Open MatthieuToulemont opened 9 months ago
Hi @MatthieuToulemont , have you tried specifying parameters
for trt model in the config.pbtxt
?
I am not familiar with the intricacies of your model though. If you could possibly provide an illustrative example of what you mean, it would be easier for us to find a solution or implement this feature.
Hello, basically I am wondering if, taking the config you shared as example, it is possible to use the parameter execute_delay_ms
as an input to a TensorRT model through the input maps of an ensemble model
For instance:
input {
name: input_0
}
output {
name: output_0
}
ensemble_scheduling{
step {
model_name: "MODEL_1"
model_version: -1
input_map {
key: "input_0"
value: "input_0"
}
input_map {
key: "input_1"
value: "input_1"
}
output_map {
key: "output_0"
value: "output_0"
}
}
}
parameters{
key: "input_1"
value {
string_value: "5"
}
}
In the example above, will the value of input_1
defined in the parameters be forwarded to Model_A through the value mapping ?
Would you possibly consider BLS approach instead of ensemble?
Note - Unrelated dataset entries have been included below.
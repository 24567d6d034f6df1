//! Error types for ID parsing and validation.

use thiserror::Error;

/// Errors that can occur when parsing or validating IDs.
#[derive(Debug, Error, Clone, PartialEq, Eq)]
pub enum IdError {
    /// A segment is empty.
    #[error("{segment} cannot be empty")]
    Empty { segment: &'static str },

    /// A segment contains a reserved character.
    #[error("{segment} contains reserved character '{character}': {actual}")]
    InvalidCharacter {
        segment: &'static str,
        character: char,
        actual: String,
    },

    /// The endpoint path does not have exactly four segments.
    #[error("endpoint path must have 4 segments, got {count}: {actual}")]
    WrongSegmentCount { count: usize, actual: String },
}

impl IdError {
    /// Returns true if this error indicates the input was empty.
    pub fn is_empty(&self) -> bool {
        matches!(self, IdError::Empty { .. })
    }
}
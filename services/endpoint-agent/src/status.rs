//! Endpoint status reporting.

use std::sync::Mutex;

use serde::{Deserialize, Serialize};
use tokio::sync::mpsc;
use tracing::warn;
use warden_id::EndpointId;
use warden_reconcile::EndpointStatus;

use crate::model::IpFamily;

/// Receives status transitions from endpoint actors.
///
/// Shared by every actor; implementations must tolerate concurrent calls.
pub trait StatusReporter: Send + Sync {
    /// `status` is `None` when the endpoint's status is withdrawn.
    fn on_endpoint_status_changed(
        &self,
        id: &EndpointId,
        family: IpFamily,
        status: Option<EndpointStatus>,
    );
}

/// A status transition as published to the control plane.
#[derive(Debug, Clone, PartialEq, Eq, Serialize, Deserialize)]
pub struct StatusUpdate {
    pub endpoint_id: EndpointId,
    pub family: IpFamily,
    pub status: Option<EndpointStatus>,
}

/// Publishes status updates on a channel.
#[derive(Debug, Clone)]
pub struct ChannelStatusReporter {
    tx: mpsc::UnboundedSender<StatusUpdate>,
}

impl ChannelStatusReporter {
    /// Create a reporter and the receiving end of its channel.
    pub fn new() -> (Self, mpsc::UnboundedReceiver<StatusUpdate>) {
        let (tx, rx) = mpsc::unbounded_channel();
        (Self { tx }, rx)
    }
}

impl StatusReporter for ChannelStatusReporter {
    fn on_endpoint_status_changed(
        &self,
        id: &EndpointId,
        family: IpFamily,
        status: Option<EndpointStatus>,
    ) {
        let update = StatusUpdate {
            endpoint_id: id.clone(),
            family,
            status,
        };
        if self.tx.send(update).is_err() {
            warn!(endpoint_id = %id, "Status receiver dropped, update lost");
        }
    }
}

/// Reporter that keeps every update, for tests.
#[derive(Debug, Default)]
pub struct RecordingStatusReporter {
    updates: Mutex<Vec<StatusUpdate>>,
}

impl RecordingStatusReporter {
    pub fn new() -> Self {
        Self::default()
    }

    pub fn updates(&self) -> Vec<StatusUpdate> {
        self.updates.lock().unwrap_or_else(|e| e.into_inner()).clone()
    }

    pub fn take_updates(&self) -> Vec<StatusUpdate> {
        std::mem::take(&mut *self.updates.lock().unwrap_or_else(|e| e.into_inner()))
    }

    /// Statuses reported so far, in order.
    pub fn statuses(&self) -> Vec<Option<EndpointStatus>> {
        self.updates().into_iter().map(|u| u.status).collect()
    }
}

impl StatusReporter for RecordingStatusReporter {
    fn on_endpoint_status_changed(
        &self,
        id: &EndpointId,
        family: IpFamily,
        status: Option<EndpointStatus>,
    ) {
        self.updates
            .lock()
            .unwrap_or_else(|e| e.into_inner())
            .push(StatusUpdate {
                endpoint_id: id.clone(),
                family,
                status,
            });
    }
}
This is definitely possible in BLS.
The issue with BLS models (per my understanding) is that we don't benefit from the ensemble scheduling.
As soon as I put a BLS to manage my ensemble, I will need to wait for one request to be totally processed before another can start being processed, right ?
This is true, when you use inference_request.exec
function that allows you to execute blocking inference requests. You can also explore inference_request.async_exec
, that allows you to perform async
inference requests. This can be useful when you do not need the result of the inference immediately. Using async_exec
function, it is possible to have multiple inflight inference requests and wait for the responses only when needed. Our docs show example for both blocking and non-blocking case.
I wish to have this feature too, directly declare constants in config.pbtxt. I've been using dali backend, a few projects share the same pipeline, only different in several parameters which remain unchanged once service started. Right now I have to rebuild the parameters into pipeline for every project, but with this feature, the pipeline can be configured through pbtxt.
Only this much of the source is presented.